### WORK REQUEST
Take each line in the entries below that holds "replies" and show it.

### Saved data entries
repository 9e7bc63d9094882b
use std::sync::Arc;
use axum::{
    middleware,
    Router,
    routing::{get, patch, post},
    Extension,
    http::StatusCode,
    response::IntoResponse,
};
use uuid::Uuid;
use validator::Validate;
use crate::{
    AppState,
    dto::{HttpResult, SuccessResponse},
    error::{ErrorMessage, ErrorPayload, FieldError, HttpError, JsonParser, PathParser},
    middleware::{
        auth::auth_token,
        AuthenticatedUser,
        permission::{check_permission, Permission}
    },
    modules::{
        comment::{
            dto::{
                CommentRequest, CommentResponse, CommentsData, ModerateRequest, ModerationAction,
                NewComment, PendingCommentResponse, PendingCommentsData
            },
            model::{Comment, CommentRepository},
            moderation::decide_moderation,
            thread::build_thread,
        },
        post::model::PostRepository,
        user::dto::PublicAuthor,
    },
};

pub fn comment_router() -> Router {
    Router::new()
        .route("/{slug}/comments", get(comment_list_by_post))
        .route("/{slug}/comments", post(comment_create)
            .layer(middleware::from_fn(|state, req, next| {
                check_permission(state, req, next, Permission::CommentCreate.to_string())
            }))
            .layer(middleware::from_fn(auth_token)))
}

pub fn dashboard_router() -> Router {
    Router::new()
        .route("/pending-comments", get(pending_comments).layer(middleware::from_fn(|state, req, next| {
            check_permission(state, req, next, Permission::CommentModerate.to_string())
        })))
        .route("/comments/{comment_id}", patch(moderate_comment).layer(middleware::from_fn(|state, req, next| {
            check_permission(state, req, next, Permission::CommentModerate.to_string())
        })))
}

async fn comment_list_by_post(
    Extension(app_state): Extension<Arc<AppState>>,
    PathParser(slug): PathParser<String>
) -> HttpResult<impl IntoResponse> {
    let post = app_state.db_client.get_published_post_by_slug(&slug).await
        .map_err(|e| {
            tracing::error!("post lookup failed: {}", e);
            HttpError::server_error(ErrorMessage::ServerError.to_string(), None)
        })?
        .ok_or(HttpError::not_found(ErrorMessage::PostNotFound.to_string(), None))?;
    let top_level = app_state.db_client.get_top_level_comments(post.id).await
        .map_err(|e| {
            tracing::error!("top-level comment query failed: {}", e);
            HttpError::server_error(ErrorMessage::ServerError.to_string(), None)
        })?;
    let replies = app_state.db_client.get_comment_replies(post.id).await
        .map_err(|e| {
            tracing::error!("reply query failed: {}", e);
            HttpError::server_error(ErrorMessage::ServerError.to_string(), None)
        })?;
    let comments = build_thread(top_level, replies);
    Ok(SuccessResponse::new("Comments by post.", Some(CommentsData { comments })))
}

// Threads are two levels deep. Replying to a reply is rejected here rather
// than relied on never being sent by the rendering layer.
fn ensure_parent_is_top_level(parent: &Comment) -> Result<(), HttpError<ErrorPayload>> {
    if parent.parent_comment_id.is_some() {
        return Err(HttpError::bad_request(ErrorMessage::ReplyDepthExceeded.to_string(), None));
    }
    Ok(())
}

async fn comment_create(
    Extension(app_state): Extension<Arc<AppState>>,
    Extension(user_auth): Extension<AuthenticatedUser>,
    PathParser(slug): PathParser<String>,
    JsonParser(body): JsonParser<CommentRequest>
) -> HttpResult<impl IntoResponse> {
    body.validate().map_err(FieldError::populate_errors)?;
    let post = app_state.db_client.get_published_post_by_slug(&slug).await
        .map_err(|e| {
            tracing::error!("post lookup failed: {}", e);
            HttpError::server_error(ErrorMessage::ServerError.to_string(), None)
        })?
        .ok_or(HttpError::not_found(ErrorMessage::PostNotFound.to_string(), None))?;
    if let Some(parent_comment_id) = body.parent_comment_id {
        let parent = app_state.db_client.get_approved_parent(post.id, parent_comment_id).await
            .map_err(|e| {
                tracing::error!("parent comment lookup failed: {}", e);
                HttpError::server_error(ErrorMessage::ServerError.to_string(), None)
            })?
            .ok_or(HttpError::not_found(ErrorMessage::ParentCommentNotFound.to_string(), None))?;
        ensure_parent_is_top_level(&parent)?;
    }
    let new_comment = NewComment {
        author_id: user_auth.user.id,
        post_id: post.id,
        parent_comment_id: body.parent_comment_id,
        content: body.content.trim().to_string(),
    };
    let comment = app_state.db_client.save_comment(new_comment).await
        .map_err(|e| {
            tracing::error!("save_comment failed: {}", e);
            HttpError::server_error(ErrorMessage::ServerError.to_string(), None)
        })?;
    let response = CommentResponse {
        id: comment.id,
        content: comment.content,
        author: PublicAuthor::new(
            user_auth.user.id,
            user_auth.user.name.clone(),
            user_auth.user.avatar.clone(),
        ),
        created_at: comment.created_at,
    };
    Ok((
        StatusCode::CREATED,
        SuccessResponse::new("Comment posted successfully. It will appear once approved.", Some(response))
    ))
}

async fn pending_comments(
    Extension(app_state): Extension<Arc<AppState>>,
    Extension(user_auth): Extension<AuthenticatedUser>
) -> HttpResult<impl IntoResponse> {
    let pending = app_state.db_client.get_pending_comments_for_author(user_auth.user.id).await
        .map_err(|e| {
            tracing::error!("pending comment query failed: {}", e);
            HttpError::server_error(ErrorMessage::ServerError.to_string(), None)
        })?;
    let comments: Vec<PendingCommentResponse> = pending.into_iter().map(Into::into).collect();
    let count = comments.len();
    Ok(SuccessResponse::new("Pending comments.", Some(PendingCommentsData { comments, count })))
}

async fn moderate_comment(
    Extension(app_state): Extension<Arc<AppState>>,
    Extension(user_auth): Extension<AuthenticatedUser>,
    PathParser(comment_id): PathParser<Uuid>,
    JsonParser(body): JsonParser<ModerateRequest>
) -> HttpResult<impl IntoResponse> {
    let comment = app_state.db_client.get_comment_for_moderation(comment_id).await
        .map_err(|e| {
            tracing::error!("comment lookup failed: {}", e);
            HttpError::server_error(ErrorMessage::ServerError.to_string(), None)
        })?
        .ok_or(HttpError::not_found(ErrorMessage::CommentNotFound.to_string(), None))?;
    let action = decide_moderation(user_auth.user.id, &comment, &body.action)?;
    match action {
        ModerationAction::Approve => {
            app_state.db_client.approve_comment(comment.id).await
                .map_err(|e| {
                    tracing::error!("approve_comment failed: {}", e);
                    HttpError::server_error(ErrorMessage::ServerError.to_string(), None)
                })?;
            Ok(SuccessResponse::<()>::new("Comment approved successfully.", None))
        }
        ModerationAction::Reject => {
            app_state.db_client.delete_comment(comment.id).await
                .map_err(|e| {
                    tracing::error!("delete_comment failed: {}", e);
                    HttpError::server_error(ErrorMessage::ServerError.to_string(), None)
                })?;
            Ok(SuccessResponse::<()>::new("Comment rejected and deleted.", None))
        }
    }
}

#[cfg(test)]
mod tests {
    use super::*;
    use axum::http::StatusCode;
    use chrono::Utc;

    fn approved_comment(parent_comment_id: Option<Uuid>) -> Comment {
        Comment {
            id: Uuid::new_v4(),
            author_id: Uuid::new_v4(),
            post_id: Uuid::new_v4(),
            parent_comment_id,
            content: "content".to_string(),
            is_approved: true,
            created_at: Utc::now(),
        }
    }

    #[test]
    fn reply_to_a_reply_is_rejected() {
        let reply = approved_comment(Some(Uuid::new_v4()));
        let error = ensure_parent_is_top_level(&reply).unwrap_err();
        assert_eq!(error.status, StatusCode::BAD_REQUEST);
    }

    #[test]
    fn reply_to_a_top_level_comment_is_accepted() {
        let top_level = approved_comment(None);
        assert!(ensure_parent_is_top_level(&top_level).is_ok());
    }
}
---
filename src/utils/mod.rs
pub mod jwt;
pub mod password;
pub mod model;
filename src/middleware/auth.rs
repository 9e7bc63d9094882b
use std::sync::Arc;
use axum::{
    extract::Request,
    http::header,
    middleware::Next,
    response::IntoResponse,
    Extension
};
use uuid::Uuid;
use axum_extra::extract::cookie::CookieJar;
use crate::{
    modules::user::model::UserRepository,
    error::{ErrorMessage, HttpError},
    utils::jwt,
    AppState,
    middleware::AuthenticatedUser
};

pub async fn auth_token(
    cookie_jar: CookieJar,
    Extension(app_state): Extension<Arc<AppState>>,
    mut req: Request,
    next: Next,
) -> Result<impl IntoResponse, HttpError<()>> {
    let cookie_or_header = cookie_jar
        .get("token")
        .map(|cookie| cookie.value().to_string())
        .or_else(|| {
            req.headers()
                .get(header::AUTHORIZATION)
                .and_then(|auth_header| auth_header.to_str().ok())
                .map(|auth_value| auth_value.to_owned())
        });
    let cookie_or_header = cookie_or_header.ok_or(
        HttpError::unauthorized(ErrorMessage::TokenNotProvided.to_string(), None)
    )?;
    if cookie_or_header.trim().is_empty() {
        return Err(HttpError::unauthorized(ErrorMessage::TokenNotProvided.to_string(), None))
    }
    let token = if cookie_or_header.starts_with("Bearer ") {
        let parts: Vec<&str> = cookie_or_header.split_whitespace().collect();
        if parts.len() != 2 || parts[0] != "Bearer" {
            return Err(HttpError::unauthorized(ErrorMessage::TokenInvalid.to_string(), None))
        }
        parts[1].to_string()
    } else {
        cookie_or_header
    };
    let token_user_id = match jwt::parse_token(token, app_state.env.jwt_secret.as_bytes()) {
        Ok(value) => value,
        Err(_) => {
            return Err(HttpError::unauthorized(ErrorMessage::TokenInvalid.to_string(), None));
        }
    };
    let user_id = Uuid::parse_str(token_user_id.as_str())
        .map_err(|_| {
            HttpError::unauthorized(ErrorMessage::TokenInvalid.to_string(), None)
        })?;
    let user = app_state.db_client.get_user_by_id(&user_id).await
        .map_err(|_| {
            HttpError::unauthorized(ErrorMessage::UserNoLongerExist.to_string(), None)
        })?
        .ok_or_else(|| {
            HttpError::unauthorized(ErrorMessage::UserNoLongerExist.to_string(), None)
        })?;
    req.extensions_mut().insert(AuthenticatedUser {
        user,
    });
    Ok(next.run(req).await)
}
==
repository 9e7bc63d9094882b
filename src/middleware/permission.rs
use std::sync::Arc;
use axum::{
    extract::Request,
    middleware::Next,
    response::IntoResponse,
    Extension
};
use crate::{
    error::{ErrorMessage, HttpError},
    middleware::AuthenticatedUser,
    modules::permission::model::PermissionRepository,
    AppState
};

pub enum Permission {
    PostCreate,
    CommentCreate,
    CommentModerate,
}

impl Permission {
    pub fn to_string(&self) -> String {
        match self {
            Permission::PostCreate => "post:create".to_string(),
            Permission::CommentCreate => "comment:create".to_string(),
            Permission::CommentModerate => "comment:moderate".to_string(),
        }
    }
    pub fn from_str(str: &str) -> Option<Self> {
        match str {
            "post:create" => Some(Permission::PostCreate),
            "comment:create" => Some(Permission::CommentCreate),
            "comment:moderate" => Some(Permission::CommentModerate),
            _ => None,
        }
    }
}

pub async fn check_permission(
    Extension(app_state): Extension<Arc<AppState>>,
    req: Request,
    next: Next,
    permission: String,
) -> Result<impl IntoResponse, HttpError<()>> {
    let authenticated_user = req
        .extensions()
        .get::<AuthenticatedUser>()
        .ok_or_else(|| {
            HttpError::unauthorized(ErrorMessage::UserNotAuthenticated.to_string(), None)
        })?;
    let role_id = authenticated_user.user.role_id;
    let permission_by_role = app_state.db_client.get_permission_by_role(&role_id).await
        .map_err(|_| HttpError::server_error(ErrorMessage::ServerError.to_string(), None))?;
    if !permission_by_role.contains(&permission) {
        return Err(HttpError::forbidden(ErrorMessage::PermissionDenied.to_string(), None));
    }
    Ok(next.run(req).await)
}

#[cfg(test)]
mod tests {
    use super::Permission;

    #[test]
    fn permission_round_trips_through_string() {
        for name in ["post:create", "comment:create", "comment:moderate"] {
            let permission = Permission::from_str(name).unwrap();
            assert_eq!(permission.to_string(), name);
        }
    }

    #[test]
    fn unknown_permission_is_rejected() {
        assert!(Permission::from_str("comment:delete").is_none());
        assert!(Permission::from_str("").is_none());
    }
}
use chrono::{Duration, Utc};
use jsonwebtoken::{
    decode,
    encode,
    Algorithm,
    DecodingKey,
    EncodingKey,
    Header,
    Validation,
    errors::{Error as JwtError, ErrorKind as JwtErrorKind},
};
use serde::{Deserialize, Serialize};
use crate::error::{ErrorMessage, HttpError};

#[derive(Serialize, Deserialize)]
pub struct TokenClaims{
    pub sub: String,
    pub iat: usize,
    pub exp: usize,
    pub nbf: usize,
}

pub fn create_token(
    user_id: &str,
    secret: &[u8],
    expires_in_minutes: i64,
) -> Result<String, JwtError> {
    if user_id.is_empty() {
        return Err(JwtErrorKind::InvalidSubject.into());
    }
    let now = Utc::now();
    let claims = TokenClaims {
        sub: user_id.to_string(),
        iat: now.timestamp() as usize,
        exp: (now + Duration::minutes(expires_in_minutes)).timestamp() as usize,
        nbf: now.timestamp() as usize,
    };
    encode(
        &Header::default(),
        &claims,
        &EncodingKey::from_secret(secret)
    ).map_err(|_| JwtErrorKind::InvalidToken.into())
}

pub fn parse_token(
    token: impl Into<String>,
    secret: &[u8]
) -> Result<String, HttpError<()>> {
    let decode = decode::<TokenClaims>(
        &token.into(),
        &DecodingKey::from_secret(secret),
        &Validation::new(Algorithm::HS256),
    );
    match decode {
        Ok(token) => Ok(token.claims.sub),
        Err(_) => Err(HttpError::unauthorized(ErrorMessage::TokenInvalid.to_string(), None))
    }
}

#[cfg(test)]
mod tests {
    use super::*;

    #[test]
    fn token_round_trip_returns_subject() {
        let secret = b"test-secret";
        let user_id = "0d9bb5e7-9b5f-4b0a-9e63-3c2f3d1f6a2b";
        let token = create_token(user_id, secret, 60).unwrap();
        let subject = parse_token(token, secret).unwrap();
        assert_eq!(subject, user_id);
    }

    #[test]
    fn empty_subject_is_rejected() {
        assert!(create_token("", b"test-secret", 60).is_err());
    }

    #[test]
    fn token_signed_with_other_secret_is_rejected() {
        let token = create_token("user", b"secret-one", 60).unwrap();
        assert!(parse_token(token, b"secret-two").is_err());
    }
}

### THE ANSWER
    let replies = app_state.db_client.get_comment_replies(post.id).await
    let comments = build_thread(top_level, replies);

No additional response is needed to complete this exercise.